12. The process for purifying phosphorus chelate ligands by extraction according to claim 2, wherein the temperature is at least 0° C.

13. The process for purifying phosphorus chelate ligands by extraction according to claim 2, wherein the temperature is at most 100° C.

14. The process for purifying phosphorus chelate ligands by extraction according to claim 3, wherein the temperature is at most 100° C.

15. The process for purifying phosphorus chelate ligands by extraction according to claim 2, wherein the pressure is at least 1 kPa.

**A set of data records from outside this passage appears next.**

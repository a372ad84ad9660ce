//! Splits a feed's symbols across several sessions
//!
//! Each shard is an independent `FeedSession` with its own connection and
//! backoff; all shards share one pipeline and therefore one publisher.

use std::collections::HashSet;

use tokio::sync::watch;
use tracing::{error, info};

use crate::error::ConnectorError;
use crate::pipeline::Pipeline;
use crate::session::{FeedSession, SessionConfig, SessionStats};
use crate::traits::Connector;

/// Group symbols into per-session batches.
///
/// Duplicates are dropped, keeping first occurrence order. A batch size of 0
/// puts every symbol on a single session.
pub fn plan_shards(symbols: &[String], symbols_per_session: usize) -> Vec<Vec<String>> {
    let mut seen = HashSet::new();
    let unique: Vec<String> = symbols
        .iter()
        .filter(|s| seen.insert(s.as_str()))
        .cloned()
        .collect();

    if symbols_per_session == 0 || unique.len() <= symbols_per_session {
        return vec![unique];
    }
    unique
        .chunks(symbols_per_session)
        .map(<[String]>::to_vec)
        .collect()
}

/// Run one session per shard until shutdown and return their final stats
/// in shard order.
pub async fn run_sharded<C>(
    template: SessionConfig,
    connector: C,
    symbols_per_session: usize,
    pipeline: Pipeline,
    shutdown: watch::Receiver<bool>,
) -> Result<Vec<SessionStats>, ConnectorError>
where
    C: Connector + Clone + 'static,
{
    let shards = plan_shards(&template.symbols, symbols_per_session);
    let shard_count = shards.len();
    info!(
        feed = %template.name,
        shard_count,
        symbols_per_session,
        "Starting feed sessions"
    );

    let mut handles = Vec::with_capacity(shard_count);
    for (shard_id, symbols) in shards.into_iter().enumerate() {
        let name = if shard_count == 1 {
            template.name.clone()
        } else {
            format!("{}-{}", template.name, shard_id)
        };
        let config = SessionConfig {
            name,
            symbols,
            ..template.clone()
        };
        let session = FeedSession::new(config, connector.clone(), pipeline.clone());
        let shutdown = shutdown.clone();
        handles.push(tokio::spawn(async move {
            let result = session.run(shutdown).await;
            (result, session.stats())
        }));
    }

    let mut stats = Vec::with_capacity(shard_count);
    let mut first_error = None;
    for (shard_id, handle) in handles.into_iter().enumerate() {
        match handle.await {
            Ok((Ok(()), shard_stats)) => stats.push(shard_stats),
            Ok((Err(e), shard_stats)) => {
                error!(shard_id, error = %e, "Feed session failed");
                stats.push(shard_stats);
                first_error.get_or_insert(e);
            }
            Err(e) => {
                error!(shard_id, error = %e, "Feed session task panicked");
                first_error.get_or_insert_with(|| {
                    ConnectorError::Disconnected(format!("shard {} task failed: {}", shard_id, e))
                });
            }
        }
    }

    match first_error {
        Some(e) => Err(e),
        None => Ok(stats),
    }
}
use thiserror::Error;

#[derive(Error, Debug)]
pub enum StreamError {
    #[error("connection failed: {0}")]
    ConnectionFailed(String),
    #[error("throttled: {0}")]
    Throttled(String),
    #[error("transient failure: {0}")]
    Transient(String),
    #[error("validation failed: {0}")]
    Validation(String),
}

impl StreamError {
    /// Whether the same put may succeed if attempted again later
    pub fn is_retryable(&self) -> bool {
        matches!(
            self,
            StreamError::Throttled(_) | StreamError::Transient(_) | StreamError::ConnectionFailed(_)
        )
    }
}
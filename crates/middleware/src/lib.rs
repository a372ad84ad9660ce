//! tickwire-middleware: Event stream abstraction
//!
//! Provides the `EventStream` trait records are appended through, with a
//! NATS JetStream implementation and an in-memory one for testing.

pub mod error;
pub mod factory;
pub mod memory;
pub mod nats;
pub mod stream;

pub use error::StreamError;
pub use factory::{FactoryError, MiddlewareFactory};
pub use memory::{InMemoryEventStream, StoredRecord};
pub use nats::{sanitize_subject_token, JetStreamEventStream, SubjectBuilder, PARTITION_KEY_HEADER};
pub use stream::{EventStream, PutRecordOutput};
use std::collections::HashMap;
use std::env;

use crate::error::ResolverError;
use crate::traits::KeyResolver;

const ENV_PREFIX: &str = "env:";

/// Resolves feed credentials from environment variables
#[derive(Debug, Default, Clone, Copy)]
pub struct EnvResolver;

impl EnvResolver {
    pub fn new() -> Self {
        Self
    }
}

impl KeyResolver for EnvResolver {
    /// Parses "env:VAR1,VAR2" and returns values from environment.
    /// Variables that are set but empty count as missing.
    fn resolve(&self, source: &str) -> Result<HashMap<String, String>, ResolverError> {
        let vars = source.strip_prefix(ENV_PREFIX).ok_or_else(|| {
            ResolverError::UnsupportedSource(format!(
                "expected '{}' prefix, got: {}",
                ENV_PREFIX, source
            ))
        })?;

        let names: Vec<&str> = vars
            .split(',')
            .map(str::trim)
            .filter(|name| !name.is_empty())
            .collect();
        if names.is_empty() {
            return Err(ResolverError::UnsupportedSource(
                "empty env source".to_string(),
            ));
        }

        names
            .into_iter()
            .map(|name| match env::var(name) {
                Ok(value) if !value.is_empty() => Ok((name.to_string(), value)),
                _ => Err(ResolverError::MissingKey(name.to_string())),
            })
            .collect()
    }
}

#[cfg(test)]
mod tests {
    use super::*;

    #[test]
    fn test_resolve_env_vars() {
        env::set_var("TICKWIRE_TEST_KEY1", "value1");
        env::set_var("TICKWIRE_TEST_KEY2", "value2");

        let result = EnvResolver::new()
            .resolve("env:TICKWIRE_TEST_KEY1, TICKWIRE_TEST_KEY2")
            .unwrap();

        assert_eq!(result.get("TICKWIRE_TEST_KEY1"), Some(&"value1".to_string()));
        assert_eq!(result.get("TICKWIRE_TEST_KEY2"), Some(&"value2".to_string()));

        env::remove_var("TICKWIRE_TEST_KEY1");
        env::remove_var("TICKWIRE_TEST_KEY2");
    }

    #[test]
    fn test_resolve_single_token() {
        env::set_var("TICKWIRE_TEST_TOKEN", "abc123");
        let token = EnvResolver::new()
            .resolve_single("env:TICKWIRE_TEST_TOKEN")
            .unwrap();
        assert_eq!(token, "abc123");
        env::remove_var("TICKWIRE_TEST_TOKEN");
    }

    #[test]
    fn test_resolve_single_rejects_multiple_keys() {
        env::set_var("TICKWIRE_TEST_A", "a");
        env::set_var("TICKWIRE_TEST_B", "b");
        let result = EnvResolver::new().resolve_single("env:TICKWIRE_TEST_A,TICKWIRE_TEST_B");
        assert!(matches!(result, Err(ResolverError::UnsupportedSource(_))));
        env::remove_var("TICKWIRE_TEST_A");
        env::remove_var("TICKWIRE_TEST_B");
    }

    #[test]
    fn test_missing_var() {
        let result = EnvResolver::new().resolve("env:TICKWIRE_NONEXISTENT_VAR_12345");
        assert!(matches!(result, Err(ResolverError::MissingKey(name)) if name == "TICKWIRE_NONEXISTENT_VAR_12345"));
    }

    #[test]
    fn test_empty_var_is_missing() {
        env::set_var("TICKWIRE_TEST_EMPTY", "");
        let result = EnvResolver::new().resolve("env:TICKWIRE_TEST_EMPTY");
        assert!(matches!(result, Err(ResolverError::MissingKey(_))));
        env::remove_var("TICKWIRE_TEST_EMPTY");
    }

    #[test]
    fn test_invalid_source() {
        let resolver = EnvResolver::new();
        assert!(resolver.resolve("vault:secret/path").is_err());
        assert!(resolver.resolve("env:").is_err());
    }
}
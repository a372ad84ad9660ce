//! tickwire-connector: feed ingestion runtime components
//!
//! This crate connects to a streaming trade feed, classifies and stamps each
//! trade, and publishes it to a partitioned event stream keyed by symbol.

pub mod backoff;
pub mod classifier;
pub mod error;
pub mod pipeline;
pub mod publisher;
pub mod resolver;
pub mod session;
pub mod shards;
pub mod traits;
pub mod transform;
pub mod websocket;

pub use backoff::{Backoff, BackoffConfig};
pub use classifier::{classify, subscribe_frame, FeedFrame, FrameKind};
pub use error::{
    ConnectorError, DecodeError, MalformedRecordError, ProcessError, PublishError, ResolverError,
};
pub use pipeline::{FrameOutcome, Pipeline};
pub use publisher::{RetryPolicy, StreamPublisher};
pub use resolver::EnvResolver;
pub use session::{FeedSession, SessionConfig, SessionState, SessionStats};
pub use shards::{plan_shards, run_sharded};
pub use traits::{Connector, FeedSocket, KeyResolver};
pub use transform::{transform, Clock, IngestedRecord, SystemClock, UNKNOWN_SYMBOL};
pub use websocket::{WebSocketConnector, WsFeedSocket};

16. The process for purifying phosphorus chelate ligands by extraction according to claim 3, wherein the pressure is at least 1 kPa.

17. The process for purifying phosphorus chelate ligands by extraction according to claim 4, wherein the pressure is at least 1 kPa.

18. The process for purifying phosphorus chelate ligands by extraction according to claim 2, wherein the pressure is at most 2000 Pa.

19. The process for purifying phosphorus chelate ligands by extraction according to claim 3, wherein the pressure is at most 2000 Pa.

20. The process for purifying phosphorus chelate ligands by extraction according to claim 4, wherein the pressure is at most 2000 Pa.